Monday, September 23, 2019

Communication: The Importance of Shared Attitudes

According to philosopher Ludwig Wittgenstein, in order for a system of communication to work, the members of that system must agree on their attitudes towards the things around them. Regular use and application of those concepts thus form part of language and its successful implementation. I found this profoundly interesting because it made me think of the way speakers of a language "share a brain." It reminded me of the changes I see and feel myself going through when I transition from English to Spanish (for instance, when I suddenly have to change my speaking from English to Spanish, I hear my voice get higher, I feel lighter, more open and extroverted). In this sense, the idea of shared attitudes is something that I would love to further explore; it shows the extent to which language can affect our behavior and our perceptions of ourselves.

But can this hinder us just as much as it helps us? Does the idea of an individual life-form, a simultaneously isolated and liberated being, have anything to teach us about the complexity of language? I think that those agreements speakers of one language have act as the basis for the unifier that is language. Though it is undeniable that language forms part of a culture, are people willing to believe that part of this truth lies in the fact that everyone - mostly - unquestioningly agrees on logical truths based simply on the structure of the language they communicate in?
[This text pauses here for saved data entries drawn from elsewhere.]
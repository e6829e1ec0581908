//! `wd-plan` — the route-ordering core.
//!
//! # Crate layout
//!
//! | Module      | Contents                                                  |
//! |-------------|-----------------------------------------------------------|
//! | [`store`]   | `PointStore` — candidate set + visited bookkeeping        |
//! | [`planner`] | `RoutePlanner` trait, `GreedyPlanner`, `PlannedRoute`     |
//! | [`error`]   | `PlanError`, `PlanResult<T>`                              |
//!
//! The planner is single-threaded, synchronous, and does no I/O: it operates
//! purely on the in-memory candidate set and is stateless across invocations.
//!
//! # Feature flags
//!
//! | Flag       | Effect                                                   |
//! |------------|----------------------------------------------------------|
//! | `parallel` | Per-step distance pass fans out over Rayon workers.      |

pub mod error;
pub mod planner;
pub mod store;

#[cfg(test)]
mod tests;

pub use error::{PlanError, PlanResult};
pub use planner::{DISTANCE_EPSILON_KM, GreedyPlanner, PlannedRoute, RoutePlanner};
pub use store::PointStore;
//! The network identifier.
//!
//! A BSSID is a 48-bit IEEE 802 MAC address; storing it in a `u64` keeps it
//! `Copy + Ord + Hash` so it works as a map key without ceremony.  The total
//! order on the inner integer doubles as the documented tie-break order when
//! two candidates are equidistant: the lower address wins.

use std::fmt;
use std::str::FromStr;

use crate::error::CoreError;

/// A 48-bit MAC address stored in the low bits of a `u64`.
#[derive(Copy, Clone, PartialEq, Eq, Hash, PartialOrd, Ord, Debug)]
#[cfg_attr(feature = "serde", derive(serde::Serialize, serde::Deserialize))]
pub struct Bssid(pub u64);

impl Bssid {
    /// The six address octets, most significant first.
    pub fn octets(self) -> [u8; 6] {
        let b = self.0.to_be_bytes();
        [b[2], b[3], b[4], b[5], b[6], b[7]]
    }
}

impl fmt::Display for Bssid {
    fn fmt(&self, f: &mut fmt::Formatter<'_>) -> fmt::Result {
        let o = self.octets();
        write!(
            f,
            "{:02x}:{:02x}:{:02x}:{:02x}:{:02x}:{:02x}",
            o[0], o[1], o[2], o[3], o[4], o[5]
        )
    }
}

impl FromStr for Bssid {
    type Err = CoreError;

    /// Accepts six hex octets separated by `:` or `-` (case-insensitive).
    fn from_str(s: &str) -> Result<Self, CoreError> {
        let bad = || CoreError::Parse(format!("bad BSSID {s:?}"));

        let mut raw: u64 = 0;
        let mut count = 0;
        for part in s.split(|c| c == ':' || c == '-') {
            if part.len() != 2 {
                return Err(bad());
            }
            let octet = u8::from_str_radix(part, 16).map_err(|_| bad())?;
            raw = (raw << 8) | u64::from(octet);
            count += 1;
        }
        if count != 6 {
            return Err(bad());
        }
        Ok(Bssid(raw))
    }
}
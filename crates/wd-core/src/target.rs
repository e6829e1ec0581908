//! Target point — one discovered Wi-Fi network.

use std::fmt;
use std::str::FromStr;

use crate::error::CoreError;
use crate::geo::Coordinate;
use crate::ids::Bssid;

/// Wi-Fi security classification, as coarse as route planning needs.
#[derive(Copy, Clone, PartialEq, Eq, Hash, Debug)]
#[cfg_attr(feature = "serde", derive(serde::Serialize, serde::Deserialize))]
pub enum Encryption {
    /// No authentication required.
    Open,
    /// Anything with authentication (WEP, WPA, WPA2, WPA3, …).
    Secure,
}

impl Encryption {
    pub fn as_str(self) -> &'static str {
        match self {
            Encryption::Open => "open",
            Encryption::Secure => "secure",
        }
    }
}

impl fmt::Display for Encryption {
    fn fmt(&self, f: &mut fmt::Formatter<'_>) -> fmt::Result {
        f.write_str(self.as_str())
    }
}

impl FromStr for Encryption {
    type Err = CoreError;

    /// Survey exports label security many ways (`wep`, `wpa2`, vendor
    /// strings…).  Only the open-network labels map to [`Encryption::Open`];
    /// any other non-empty label is treated as secure.
    fn from_str(s: &str) -> Result<Self, CoreError> {
        match s.trim().to_ascii_lowercase().as_str() {
            "" => Err(CoreError::Parse("empty encryption label".into())),
            "open" | "none" | "free" => Ok(Encryption::Open),
            _ => Ok(Encryption::Secure),
        }
    }
}

/// One discovered Wi-Fi network: position plus the metadata the planner and
/// exporters care about.  Immutable once constructed.
#[derive(Clone, Debug, PartialEq)]
#[cfg_attr(feature = "serde", derive(serde::Serialize, serde::Deserialize))]
pub struct TargetPoint {
    pub bssid: Bssid,
    /// Broadcast network name, if any (hidden networks have none).
    pub ssid: Option<String>,
    pub pos: Coordinate,
    /// Received signal strength in dBm (typically negative).
    pub signal_dbm: i16,
    pub encryption: Encryption,
}

impl TargetPoint {
    pub fn new(bssid: Bssid, pos: Coordinate, signal_dbm: i16, encryption: Encryption) -> Self {
        Self {
            bssid,
            ssid: None,
            pos,
            signal_dbm,
            encryption,
        }
    }

    /// Attach a broadcast SSID.
    pub fn with_ssid(mut self, ssid: impl Into<String>) -> Self {
        self.ssid = Some(ssid.into());
        self
    }

    #[inline]
    pub fn is_open(&self) -> bool {
        self.encryption == Encryption::Open
    }
}
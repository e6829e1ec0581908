//! `wd-core` — foundational types for the wardrive route planner.
//!
//! This crate is a dependency of every other `wd-*` crate.  It intentionally
//! has no `wd-*` dependencies and minimal external ones (only `thiserror`,
//! plus optional `serde`).
//!
//! # What lives here
//!
//! | Module      | Contents                                              |
//! |-------------|-------------------------------------------------------|
//! | [`geo`]     | `Coordinate`, haversine distance, mile conversion     |
//! | [`ids`]     | `Bssid` — the network identifier and tie-break order  |
//! | [`target`]  | `TargetPoint`, `Encryption`                           |
//! | [`error`]   | `CoreError`, `CoreResult`                             |
//!
//! # Feature flags
//!
//! | Flag    | Effect                                                   |
//! |---------|----------------------------------------------------------|
//! | `serde` | Adds `Serialize`/`Deserialize` to all public types.      |

pub mod error;
pub mod geo;
pub mod ids;
pub mod target;

#[cfg(test)]
mod tests;

// ── Re-exports ────────────────────────────────────────────────────────────────

pub use error::{CoreError, CoreResult};
pub use geo::{Coordinate, KM_PER_MILE, km_to_miles};
pub use ids::Bssid;
pub use target::{Encryption, TargetPoint};
//! Planner-subsystem error type.

use thiserror::Error;

use wd_core::Bssid;

/// Errors produced by `wd-plan`.
#[derive(Debug, Error)]
pub enum PlanError {
    /// Marking a point visited that is not in the remaining set.  This is a
    /// planner invariant violation — a programming-error-class fault, not a
    /// user-facing condition.
    #[error("point {0} not in the remaining set")]
    PointNotFound(Bssid),
}

pub type PlanResult<T> = Result<T, PlanError>;
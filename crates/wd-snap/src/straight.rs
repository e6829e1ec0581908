//! Offline snapper: straight legs, optionally densified.

use wd_core::Coordinate;

use crate::snapper::{RouteSnapper, SnappedPath};
use crate::SnapResult;

/// Connects waypoints with straight segments, inserting interpolated points
/// every `segment_km` so map rendering stays smooth without a directions
/// service.  Interpolation is linear in lat/lon — wardriving areas are
/// local, so no antimeridian handling.
pub struct StraightLineSnapper {
    /// Maximum spacing between emitted points, in kilometres.
    /// Zero or negative disables densification.
    pub segment_km: f64,
}

impl Default for StraightLineSnapper {
    fn default() -> Self {
        Self { segment_km: 0.25 }
    }
}

impl RouteSnapper for StraightLineSnapper {
    fn snap(&self, waypoints: &[Coordinate]) -> SnapResult<SnappedPath> {
        if waypoints.len() < 2 {
            return Ok(SnappedPath {
                points: waypoints.to_vec(),
            });
        }

        let mut points = vec![waypoints[0]];
        for leg in waypoints.windows(2) {
            self.densify(leg[0], leg[1], &mut points)?;
        }
        Ok(SnappedPath { points })
    }
}

impl StraightLineSnapper {
    /// Emit interpolated points along `a → b` (excluding `a`, including `b`).
    fn densify(&self, a: Coordinate, b: Coordinate, out: &mut Vec<Coordinate>) -> SnapResult<()> {
        let leg_km = a.distance_km(b);
        let steps = if self.segment_km > 0.0 {
            (leg_km / self.segment_km).ceil() as usize
        } else {
            1
        }
        .max(1);

        for i in 1..=steps {
            let t = i as f64 / steps as f64;
            let lat = a.lat() + (b.lat() - a.lat()) * t;
            let lon = a.lon() + (b.lon() - a.lon()) * t;
            out.push(Coordinate::new(lat, lon)?);
        }
        Ok(())
    }
}
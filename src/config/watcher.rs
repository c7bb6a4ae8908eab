//! Configuration file watcher for hot reload.

use std::ffi::OsString;
use std::path::{Path, PathBuf};
use std::time::Duration;

use notify::{Config, Event, RecommendedWatcher, RecursiveMode, Watcher};
use tokio::sync::mpsc;

use crate::config::loader::load_config;
use crate::config::schema::LogConfig;

/// A watcher that monitors the configuration file for changes.
///
/// The parent directory is watched rather than the file itself, so edits
/// that replace the file (write to temp, rename over) are still seen.
pub struct ConfigWatcher {
    path: PathBuf,
    update_tx: mpsc::UnboundedSender<LogConfig>,
}

impl ConfigWatcher {
    /// Create a new ConfigWatcher.
    ///
    /// Returns the watcher and a receiver for configuration updates.
    pub fn new(path: &Path) -> (Self, mpsc::UnboundedReceiver<LogConfig>) {
        let (update_tx, update_rx) = mpsc::unbounded_channel();
        (
            Self {
                path: path.to_path_buf(),
                update_tx,
            },
            update_rx,
        )
    }

    /// Start watching in a background thread. Dropping the returned watcher
    /// stops it.
    pub fn run(self) -> Result<RecommendedWatcher, notify::Error> {
        let tx = self.update_tx.clone();
        let path = self.path.clone();
        let file_name = self.path.file_name().map(OsString::from);
        let dir = match self.path.parent() {
            Some(parent) if !parent.as_os_str().is_empty() => parent.to_path_buf(),
            _ => PathBuf::from("."),
        };

        let mut watcher = RecommendedWatcher::new(
            move |res: notify::Result<Event>| match res {
                Ok(event) => {
                    if !(event.kind.is_modify() || event.kind.is_create()) {
                        return;
                    }
                    let touches_config = event
                        .paths
                        .iter()
                        .any(|p| p.file_name() == file_name.as_deref());
                    if !touches_config {
                        return;
                    }

                    tracing::info!(path = ?path, "Config file change detected, reloading");
                    match load_config(&path) {
                        Ok(new_config) => {
                            let _ = tx.send(new_config);
                        }
                        Err(e) => {
                            tracing::error!(error = %e, "Failed to reload config, keeping current configuration");
                        }
                    }
                }
                Err(e) => tracing::error!(error = ?e, "Config watch error"),
            },
            Config::default().with_poll_interval(Duration::from_secs(2)),
        )?;

        watcher.watch(&dir, RecursiveMode::NonRecursive)?;

        tracing::info!(path = ?self.path, "Config watcher started");
        Ok(watcher)
    }
}
//! Observability subsystem.
//!
//! # Data Flow
//! ```text
//! Crate diagnostics and bridged events:
//!     → logging.rs (tracing subscriber, failure reporter)
//!     → metrics.rs (dispatch and failure counters)
//!
//! Consumers:
//!     → stdout (pretty or JSON lines)
//!     → Metrics endpoint (Prometheus scrape)
//! ```
//!
//! # Design Decisions
//! - Structured logging (JSON) for machine parsing
//! - Metrics are cheap (atomic increments)
//! - Failure reports go to `tracing`, never back into a dispatching logger

pub mod logging;
pub mod metrics;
Does this take away our autonomy to a degree?


In my studio time this week, I produced this abstract piece with the initial sole intention of experimenting with acrylic ink. The process of creating this and the final piece kept reminding me of the elaborate birth of a new world or being. The disorder of both the process and the final product reminded me of the spontaneity with which many things are created. This also made me think of the creation of languages: although they hold for us a sense of order and logic, they were once nothing more than experiments in communication, created just as circumstantially as something in the natural world. What would an image like this mean to someone who has specific words or phrases for the flow of the paint across the canvas, or for the way the paint acts differently along each corner (some sections blend together, some indicate movement, some appear to exist as interruptions within the piece)?

1 comment:

  1. The conversation during your thesis meeting seemed really productive and I'm excited to see how you start incorporating more of these ideas into studies as a means of visually exploring these concepts, and seeing how they correspond as select groupings, for instance. Start really using your studio as an installation space to explore how works communicate together in relation to one another - really use the edges and corners, and even perhaps the floor spaces to your advantage. I do encourage you to at least try out working with sourced images of brain scans in relation to the abstract approach you've included with this post.